Les économistes ont averti d’une crise financière imminente, et les fissures commencent déjà à apparaître. Depuis le début de l’année, la devise turque, la lire, a perdu plus de 20% de sa valeur par rapport au dollar, tandis que l’inflation continue de grimper, se situant actuellement autour de 12%. Le déficit du compte courant s’élargit, et bien que l’économie ait enregistré une croissance robuste de 7% l’année dernière, les analystes affirment qu’elle est alimentée en partie par la construction insoutenable de projets grandioses.

« Il est certainement vrai que l’économie sera l’un des facteurs décisifs pour déterminer le résultat final de ces élections », a déclaré Sinan Ulgen, président du Centre d’études économiques et de politique étrangère. « Et dans ce sens, l’économie est devenue un handicap pour le parti au pouvoir, alors que dans le passé, l’économie était un avantage pour le parti dominant. »

Erdogan préconise des méthodes de gestion financière peu orthodoxes, et une victoire globale de son part pourrait encore ébranler un peu plus l’économie.

S’il remporte la présidence et que son parti remporte les élections législatives, «la première chose qu’il ferait serait de réduire les taux d’intérêt, ce qui, non seulement, déstabiliserait la livre turque mais pourrait ajouter à la demande intérieure un affaiblissement du pouvoir d’achat des gens, une augmentation de l’inflation et le déficit du compte courant », a déclaré Atilla Yesilada, analyste chez GlobalSource Partners.

« Ce sont des élections extrêmement critiques et le résultat déterminera si la Turquie se dirige vers un atterrissage en douceur, qui correspondrait à une décélération progressive de l’activité économique vers la normale, ou vers un atterrissage brutal qui est en quelque sorte un plongeon du ciel en piquant du nez, c.-à-d. des crises monétaire et de récession », a-t-il déclaré.

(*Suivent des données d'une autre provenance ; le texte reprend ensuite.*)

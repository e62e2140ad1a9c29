//! Integrity hashes written into adapter file metadata.
//!
//! Both hashes are taken over a safetensors serialization of the weights
//! whose metadata keeps only the `ss_*` training keys, so they identify the
//! tensor payload independent of the hash fields themselves.

use sha2::{Digest, Sha256};

use crate::{LoraError, Result};

/// Metadata key of the payload hash.
pub const MODEL_HASH_KEY: &str = "sshs_model_hash";

/// Metadata key of the legacy hash.
pub const LEGACY_HASH_KEY: &str = "sshs_legacy_hash";

const LEGACY_OFFSET: usize = 0x100000;
const LEGACY_LEN: usize = 0x10000;

/// SHA-256 (hex) of everything after the safetensors header.
pub fn model_hash(serialized: &[u8]) -> Result<String> {
    let len_bytes: [u8; 8] = serialized
        .get(..8)
        .and_then(|b| b.try_into().ok())
        .ok_or_else(|| LoraError::InvalidState("safetensors buffer too short".into()))?;
    let header_len = u64::from_le_bytes(len_bytes) as usize;
    let payload = serialized
        .get(8 + header_len..)
        .ok_or_else(|| LoraError::InvalidState("safetensors header exceeds buffer".into()))?;

    let mut hasher = Sha256::new();
    hasher.update(payload);
    Ok(format!("{:x}", hasher.finalize()))
}

/// First 8 hex digits of SHA-256 over bytes `0x100000..0x110000`.
///
/// Shorter buffers hash whatever part of the window exists.
pub fn legacy_hash(serialized: &[u8]) -> String {
    let start = LEGACY_OFFSET.min(serialized.len());
    let end = (LEGACY_OFFSET + LEGACY_LEN).min(serialized.len());
    let mut hasher = Sha256::new();
    hasher.update(&serialized[start..end]);
    let hex = format!("{:x}", hasher.finalize());
    hex[..8].to_string()
}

La campagne pré-électorale a été quelque peu déséquilibrée. Les rues de la ville sont ornées de drapeaux, de bannières et de panneaux d’affichage d’Erdogan et de l’AKP, largement plus nombreux que les affiches des autres candidats. Erdogan a également dominé les ondes, avec ses discours – et il y en a plusieurs chaque jour – couverts en direct sur pratiquement toutes les chaînes de télévision. Les candidats de l’opposition se sont plaints que la couverture de leurs propres rassemblements est souvent coupée pour passer à un discours d’Erdogan.

Le candidat présidentiel de l’opposition principale du Parti républicain turc, Muharrem Ince, s’adresse à ses partisans lors d’un rassemblement électoral à Ankara le 22 juin 2018. (AFP PHOTO / ADEM ALTAN)

Néanmoins, l’opposition en donne pour son argent à Erdogan (du fil à retordre), en produisant des campagnes plus robustes que par le passé. Le rassemblement d’Ince dans la ville côtière d’Izmir, un bastion de la laïcité, a attiré des centaines de milliers de personnes, jeudi.

La performance du HDP (kurde) lors des élections législatives sera critique. Les partis doivent atteindre un seuil de 10% pour entrer au parlement, et si le HDP le fait, cela pourrait coûter des dizaines de sièges au parti gagnant.

Les changements dans la loi électorale qui permettent maintenant la formation d’alliances, favorisent également les petits partis, leur permettant d’entrer au parlement si l’alliance dans son ensemble atteint le seuil des 10%.

Pour beaucoup en Turquie, les changements apportés au système politique auxquels l’élection de dimanche ouvrira sont importants.

« Il ne s’agit pas seulement de savoir qui sera le prochain président de la Turquie », a déclaré Guvenc, professeur à l’université de Kadir Has. « L’enjeu de maintenir le jeu de la démocratie en Turquie ».